• Record extracts:
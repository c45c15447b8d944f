//! SHA-256 hashing and merkle roots for headers and validator sets.

use rewind_types::{ConsensusParams, HexBytes, ValidatorSet};
use sha2::{Digest, Sha256};

const LEAF_PREFIX: u8 = 0;
const INNER_PREFIX: u8 = 1;

/// Compute the SHA-256 hash of arbitrary data.
pub fn sha256(data: &[u8]) -> [u8; 32] {
    let mut hasher = Sha256::new();
    hasher.update(data);
    hasher.finalize().into()
}

fn leaf_hash(leaf: &[u8]) -> [u8; 32] {
    let mut hasher = Sha256::new();
    hasher.update([LEAF_PREFIX]);
    hasher.update(leaf);
    hasher.finalize().into()
}

fn inner_hash(left: &[u8; 32], right: &[u8; 32]) -> [u8; 32] {
    let mut hasher = Sha256::new();
    hasher.update([INNER_PREFIX]);
    hasher.update(left);
    hasher.update(right);
    hasher.finalize().into()
}

/// Merkle root of `leaves`, splitting at the largest power of two below the
/// leaf count. The root of an empty list is the hash of the empty string.
pub fn merkle_root<T: AsRef<[u8]>>(leaves: &[T]) -> [u8; 32] {
    match leaves.len() {
        0 => sha256(&[]),
        1 => leaf_hash(leaves[0].as_ref()),
        n => {
            let k = split_point(n);
            let left = merkle_root(&leaves[..k]);
            let right = merkle_root(&leaves[k..]);
            inner_hash(&left, &right)
        }
    }
}

fn split_point(n: usize) -> usize {
    let mut k = 1;
    while k * 2 < n {
        k *= 2;
    }
    k
}

/// Hash of a validator set as recorded in block headers.
///
/// Each leaf is the validator's public key followed by its big-endian voting
/// power. Proposer priority is excluded because it changes every round.
pub fn validator_set_hash(set: &ValidatorSet) -> HexBytes {
    let leaves: Vec<Vec<u8>> = set
        .validators
        .iter()
        .map(|v| {
            let mut leaf = Vec::with_capacity(40);
            leaf.extend_from_slice(v.pub_key.as_bytes());
            leaf.extend_from_slice(&v.voting_power.to_be_bytes());
            leaf
        })
        .collect();
    HexBytes::from(merkle_root(&leaves))
}

/// Hash of the consensus parameters that blocks commit to.
pub fn consensus_params_hash(params: &ConsensusParams) -> HexBytes {
    let mut bytes = Vec::with_capacity(24);
    bytes.extend_from_slice(&params.block.max_bytes.to_be_bytes());
    bytes.extend_from_slice(&params.block.max_gas.to_be_bytes());
    bytes.extend_from_slice(&params.version.app_version.to_be_bytes());
    HexBytes::from(sha256(&bytes))
}

#[cfg(test)]
mod tests {
    use super::*;
    use rewind_types::{PublicKey, Validator};

    fn validator(seed: u8, power: i64) -> Validator {
        Validator {
            address: HexBytes::new(vec![seed; 20]),
            pub_key: PublicKey([seed; 32]),
            voting_power: power,
            proposer_priority: 0,
        }
    }

    #[test]
    fn sha256_known_vector() {
        let h = sha256(b"abc");
        assert_eq!(
            HexBytes::from(h).to_string(),
            "BA7816BF8F01CFEA414140DE5DAE2223B00361A396177A9CB410FF61F20015AD"
        );
    }

    #[test]
    fn merkle_empty_is_empty_hash() {
        let leaves: [&[u8]; 0] = [];
        assert_eq!(merkle_root(&leaves), sha256(b""));
    }

    #[test]
    fn merkle_single_leaf_is_prefixed() {
        assert_ne!(merkle_root(&[b"a"]), sha256(b"a"));
    }

    #[test]
    fn merkle_order_matters() {
        assert_ne!(merkle_root(&[b"a", b"b"]), merkle_root(&[b"b", b"a"]));
    }

    #[test]
    fn split_point_is_largest_power_below() {
        assert_eq!(split_point(2), 1);
        assert_eq!(split_point(3), 2);
        assert_eq!(split_point(4), 2);
        assert_eq!(split_point(5), 4);
    }

    #[test]
    fn validator_hash_ignores_priority() {
        let a = ValidatorSet::new(vec![validator(1, 10)]);
        let mut b = a.clone();
        b.validators[0].proposer_priority = 99;
        assert_eq!(validator_set_hash(&a), validator_set_hash(&b));
    }

    #[test]
    fn validator_hash_tracks_power() {
        let a = ValidatorSet::new(vec![validator(1, 10)]);
        let b = ValidatorSet::new(vec![validator(1, 11)]);
        assert_ne!(validator_set_hash(&a), validator_set_hash(&b));
    }

    #[test]
    fn params_hash_tracks_app_version() {
        let a = ConsensusParams::default();
        let mut b = a.clone();
        b.version.app_version = 2;
        assert_ne!(consensus_params_hash(&a), consensus_params_hash(&b));
    }
}
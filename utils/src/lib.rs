//! Shared utilities for rewind.

pub mod logging;

pub use logging::{init_tracing, LogFormat};
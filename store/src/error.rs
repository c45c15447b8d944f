use rewind_types::Height;
use thiserror::Error;

#[derive(Debug, Error)]
pub enum StoreError {
    #[error("not found: {0}")]
    NotFound(String),

    #[error("block store is empty")]
    Empty,

    #[error("block at height {got} does not extend store height {height}")]
    NonContiguous { height: Height, got: Height },

    #[error("storage backend error: {0}")]
    Backend(String),

    #[error("serialization error: {0}")]
    Serialization(String),

    #[error("database is corrupted: {0}")]
    Corruption(String),
}

impl StoreError {
    pub fn is_not_found(&self) -> bool {
        matches!(self, Self::NotFound(_))
    }
}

• Task details: Repeat each line above exactly as written.

• Answer area:
repository c45c15447b8d944f
//! SHA-256 hashing and merkle roots for headers and validator sets.

use rewind_types::{ConsensusParams, HexBytes, ValidatorSet};
use sha2::{Digest, Sha256};

const LEAF_PREFIX: u8 = 0;
const INNER_PREFIX: u8 = 1;

/// Compute the SHA-256 hash of arbitrary data.
pub fn sha256(data: &[u8]) -> [u8; 32] {
    let mut hasher = Sha256::new();
    hasher.update(data);
    hasher.finalize().into()
}

fn leaf_hash(leaf: &[u8]) -> [u8; 32] {
    let mut hasher = Sha256::new();
    hasher.update([LEAF_PREFIX]);
    hasher.update(leaf);
    hasher.finalize().into()
}

fn inner_hash(left: &[u8; 32], right: &[u8; 32]) -> [u8; 32] {
    let mut hasher = Sha256::new();
    hasher.update([INNER_PREFIX]);
    hasher.update(left);
    hasher.update(right);
    hasher.finalize().into()
}

/// Merkle root of `leaves`, splitting at the largest power of two below the
/// leaf count. The root of an empty list is the hash of the empty string.
pub fn merkle_root<T: AsRef<[u8]>>(leaves: &[T]) -> [u8; 32] {
    match leaves.len() {
        0 => sha256(&[]),
        1 => leaf_hash(leaves[0].as_ref()),
        n => {
            let k = split_point(n);
            let left = merkle_root(&leaves[..k]);
            let right = merkle_root(&leaves[k..]);
            inner_hash(&left, &right)
        }
    }
}

fn split_point(n: usize) -> usize {
    let mut k = 1;
    while k * 2 < n {
        k *= 2;
    }
    k
}

/// Hash of a validator set as recorded in block headers.
///
/// Each leaf is the validator's public key followed by its big-endian voting
/// power. Proposer priority is excluded because it changes every round.
pub fn validator_set_hash(set: &ValidatorSet) -> HexBytes {
    let leaves: Vec<Vec<u8>> = set
        .validators
        .iter()
        .map(|v| {
            let mut leaf = Vec::with_capacity(40);
            leaf.extend_from_slice(v.pub_key.as_bytes());
            leaf.extend_from_slice(&v.voting_power.to_be_bytes());
            leaf
        })
        .collect();
    HexBytes::from(merkle_root(&leaves))
}

/// Hash of the consensus parameters that blocks commit to.
pub fn consensus_params_hash(params: &ConsensusParams) -> HexBytes {
    let mut bytes = Vec::with_capacity(24);
    bytes.extend_from_slice(&params.block.max_bytes.to_be_bytes());
    bytes.extend_from_slice(&params.block.max_gas.to_be_bytes());
    bytes.extend_from_slice(&params.version.app_version.to_be_bytes());
    HexBytes::from(sha256(&bytes))
}

#[cfg(test)]
mod tests {
    use super::*;
    use rewind_types::{PublicKey, Validator};

    fn validator(seed: u8, power: i64) -> Validator {
        Validator {
            address: HexBytes::new(vec![seed; 20]),
            pub_key: PublicKey([seed; 32]),
            voting_power: power,
            proposer_priority: 0,
        }
    }

    #[test]
    fn sha256_known_vector() {
        let h = sha256(b"abc");
        assert_eq!(
            HexBytes::from(h).to_string(),
            "BA7816BF8F01CFEA414140DE5DAE2223B00361A396177A9CB410FF61F20015AD"
        );
    }

    #[test]
    fn merkle_empty_is_empty_hash() {
        let leaves: [&[u8]; 0] = [];
        assert_eq!(merkle_root(&leaves), sha256(b""));
    }

    #[test]
    fn merkle_single_leaf_is_prefixed() {
        assert_ne!(merkle_root(&[b"a"]), sha256(b"a"));
    }

    #[test]
    fn merkle_order_matters() {
        assert_ne!(merkle_root(&[b"a", b"b"]), merkle_root(&[b"b", b"a"]));
    }

    #[test]
    fn split_point_is_largest_power_below() {
        assert_eq!(split_point(2), 1);
        assert_eq!(split_point(3), 2);
        assert_eq!(split_point(4), 2);
        assert_eq!(split_point(5), 4);
    }

    #[test]
    fn validator_hash_ignores_priority() {
        let a = ValidatorSet::new(vec![validator(1, 10)]);
        let mut b = a.clone();
        b.validators[0].proposer_priority = 99;
        assert_eq!(validator_set_hash(&a), validator_set_hash(&b));
    }

    #[test]
    fn validator_hash_tracks_power() {
        let a = ValidatorSet::new(vec![validator(1, 10)]);
        let b = ValidatorSet::new(vec![validator(1, 11)]);
        assert_ne!(validator_set_hash(&a), validator_set_hash(&b));
    }

    #[test]
    fn params_hash_tracks_app_version() {
        let a = ConsensusParams::default();
        let mut b = a.clone();
        b.version.app_version = 2;
        assert_ne!(consensus_params_hash(&a), consensus_params_hash(&b));
    }
}
filename utils/src/lib.rs
//! Shared utilities for rewind.

pub mod logging;

pub use logging::{init_tracing, LogFormat};
filename store/src/error.rs
repository c45c15447b8d944f
use rewind_types::Height;
use thiserror::Error;

#[derive(Debug, Error)]
pub enum StoreError {
    #[error("not found: {0}")]
    NotFound(String),

    #[error("block store is empty")]
    Empty,

    #[error("block at height {got} does not extend store height {height}")]
    NonContiguous { height: Height, got: Height },

    #[error("storage backend error: {0}")]
    Backend(String),

    #[error("serialization error: {0}")]
    Serialization(String),

    #[error("database is corrupted: {0}")]
    Corruption(String),
}

impl StoreError {
    pub fn is_not_found(&self) -> bool {
        matches!(self, Self::NotFound(_))
    }
}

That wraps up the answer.